(Stored data entries)
* * * * * * * * *

// SPDX-FileCopyrightText: 2026 Mashwar Contributors
// SPDX-License-Identifier: MIT OR Apache-2.0

//! Submission dispatcher fanning a validated booking out to every
//! notification channel.
//!
//! Channels are invoked sequentially in registration order. A failing
//! channel never aborts the sequence: its error is logged, mapped into the
//! per-submission report, and the remaining channels still run.

mod confirmation;

use std::sync::Arc;

use tracing::{info, warn};

use mashwar_config::CompanyConfig;
use mashwar_core::{
    BookingConfirmation, BookingRequest, ChannelOutcome, DispatchReport, NotifyChannel,
};

pub use confirmation::{booking_id, confirmation_text};

/// Orchestrates channel deliveries for one booking submission.
pub struct Dispatcher {
    company: CompanyConfig,
    channels: Vec<Arc<dyn NotifyChannel>>,
}

impl Dispatcher {
    /// Create a dispatcher over the given channels.
    ///
    /// Channels run in the order given; the conventional order is
    /// spreadsheet, email, messaging.
    pub fn new(company: CompanyConfig, channels: Vec<Arc<dyn NotifyChannel>>) -> Self {
        Self { company, channels }
    }

    /// Dispatches one validated booking to every channel and composes the
    /// confirmation.
    ///
    /// Infallible: channel errors are folded into the report. A `Config`
    /// error means the channel never attempted delivery and is reported as
    /// skipped; any other error is reported as failed.
    pub async fn dispatch(&self, booking: &BookingRequest) -> BookingConfirmation {
        let booking_id = confirmation::booking_id(&self.company.booking_prefix);
        let message = confirmation::confirmation_text(booking, &self.company);

        let mut report = DispatchReport::default();
        for channel in &self.channels {
            let kind = channel.kind();
            let outcome = match channel.notify(booking, &message).await {
                Ok(outcome) => outcome,
                Err(e) if e.is_config() => {
                    info!(channel = %kind, reason = %e, "channel unconfigured, skipping");
                    ChannelOutcome::Skipped {
                        reason: e.to_string(),
                    }
                }
                Err(e) => {
                    warn!(channel = %kind, error = %e, "channel delivery failed");
                    ChannelOutcome::Failed {
                        error: e.to_string(),
                    }
                }
            };
            report.record(kind, outcome);
        }

        info!(
            booking_id = %booking_id,
            delivered = report.delivered_count(),
            channels = report.entries().len(),
            "booking dispatched"
        );

        BookingConfirmation {
            booking_id,
            message,
            report,
        }
    }
}

#[cfg(test)]
mod tests {
    use super::*;
    use mashwar_core::{ChannelKind, MashwarError};
    use mashwar_test_utils::{MockChannel, sample_booking};

    fn three_channels() -> (Arc<MockChannel>, Arc<MockChannel>, Arc<MockChannel>) {
        (
            Arc::new(MockChannel::new(ChannelKind::Sheets)),
            Arc::new(MockChannel::new(ChannelKind::Email)),
            Arc::new(MockChannel::new(ChannelKind::WhatsApp)),
        )
    }

    #[tokio::test]
    async fn dispatch_invokes_every_channel_in_order() {
        let (sheets, email, whatsapp) = three_channels();
        let dispatcher = Dispatcher::new(
            CompanyConfig::default(),
            vec![sheets.clone(), email.clone(), whatsapp.clone()],
        );

        let confirmation = dispatcher.dispatch(&sample_booking()).await;

        assert_eq!(sheets.delivery_count().await, 1);
        assert_eq!(email.delivery_count().await, 1);
        assert_eq!(whatsapp.delivery_count().await, 1);

        let kinds: Vec<_> = confirmation
            .report
            .entries()
            .iter()
            .map(|entry| entry.channel)
            .collect();
        assert_eq!(
            kinds,
            vec![ChannelKind::Sheets, ChannelKind::Email, ChannelKind::WhatsApp]
        );
        assert_eq!(confirmation.report.delivered_count(), 3);
    }

    #[tokio::test]
    async fn failing_channel_does_not_abort_the_rest() {
        let (sheets, email, whatsapp) = three_channels();
        sheets
            .push_result(Err(MashwarError::Channel {
                message: "Sheets API returned 403".to_string(),
                source: None,
            }))
            .await;

        let dispatcher = Dispatcher::new(
            CompanyConfig::default(),
            vec![sheets.clone(), email.clone(), whatsapp.clone()],
        );
        let confirmation = dispatcher.dispatch(&sample_booking()).await;

        assert_eq!(email.delivery_count().await, 1);
        assert_eq!(whatsapp.delivery_count().await, 1);

        match confirmation.report.outcome(ChannelKind::Sheets) {
            Some(ChannelOutcome::Failed { error }) => {
                assert!(error.contains("Sheets API returned 403"));
            }
            other => panic!("expected failed outcome, got {other:?}"),
        }
        assert_eq!(confirmation.report.delivered_count(), 2);
    }

    #[tokio::test]
    async fn config_error_is_reported_as_skipped() {
        let (sheets, email, whatsapp) = three_channels();
        sheets
            .push_result(Err(MashwarError::Config(
                "sheets access token is not configured".to_string(),
            )))
            .await;

        let dispatcher = Dispatcher::new(
            CompanyConfig::default(),
            vec![sheets, email, whatsapp],
        );
        let confirmation = dispatcher.dispatch(&sample_booking()).await;

        assert!(matches!(
            confirmation.report.outcome(ChannelKind::Sheets),
            Some(ChannelOutcome::Skipped { .. })
        ));
    }

    #[tokio::test]
    async fn prepared_outcome_passes_through() {
        let (sheets, email, whatsapp) = three_channels();
        whatsapp
            .push_result(Ok(ChannelOutcome::Prepared {
                url: "https://wa.me/201283051333?text=hi".to_string(),
            }))
            .await;

        let dispatcher = Dispatcher::new(
            CompanyConfig::default(),
            vec![sheets, email, whatsapp],
        );
        let confirmation = dispatcher.dispatch(&sample_booking()).await;

        match confirmation.report.outcome(ChannelKind::WhatsApp) {
            Some(ChannelOutcome::Prepared { url }) => {
                assert!(url.starts_with("https://wa.me/"));
            }
            other => panic!("expected prepared outcome, got {other:?}"),
        }
    }

    #[tokio::test]
    async fn channels_receive_the_rendered_confirmation() {
        let (sheets, email, whatsapp) = three_channels();
        let dispatcher = Dispatcher::new(
            CompanyConfig::default(),
            vec![sheets, email, whatsapp.clone()],
        );

        let booking = sample_booking();
        let confirmation = dispatcher.dispatch(&booking).await;

        let deliveries = whatsapp.deliveries().await;
        assert_eq!(deliveries[0].1, confirmation.message);
        assert_eq!(deliveries[0].0.name, booking.name);
        assert!(confirmation.message.starts_with("🚗 *Booking Confirmation*"));
    }

    #[tokio::test]
    async fn booking_id_uses_configured_prefix() {
        let company = CompanyConfig {
            booking_prefix: "NR".to_string(),
            ..CompanyConfig::default()
        };
        let dispatcher = Dispatcher::new(company, vec![]);

        let confirmation = dispatcher.dispatch(&sample_booking()).await;
        assert!(confirmation.booking_id.starts_with("NR"));
        assert!(confirmation.report.entries().is_empty());
    }
}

* * * * * * * * *

TASK BRIEF:
Copy out all lines above holding "given".

PROBLEM SOLUTION:
    /// Create a dispatcher over the given channels.
    /// Channels run in the order given; the conventional order is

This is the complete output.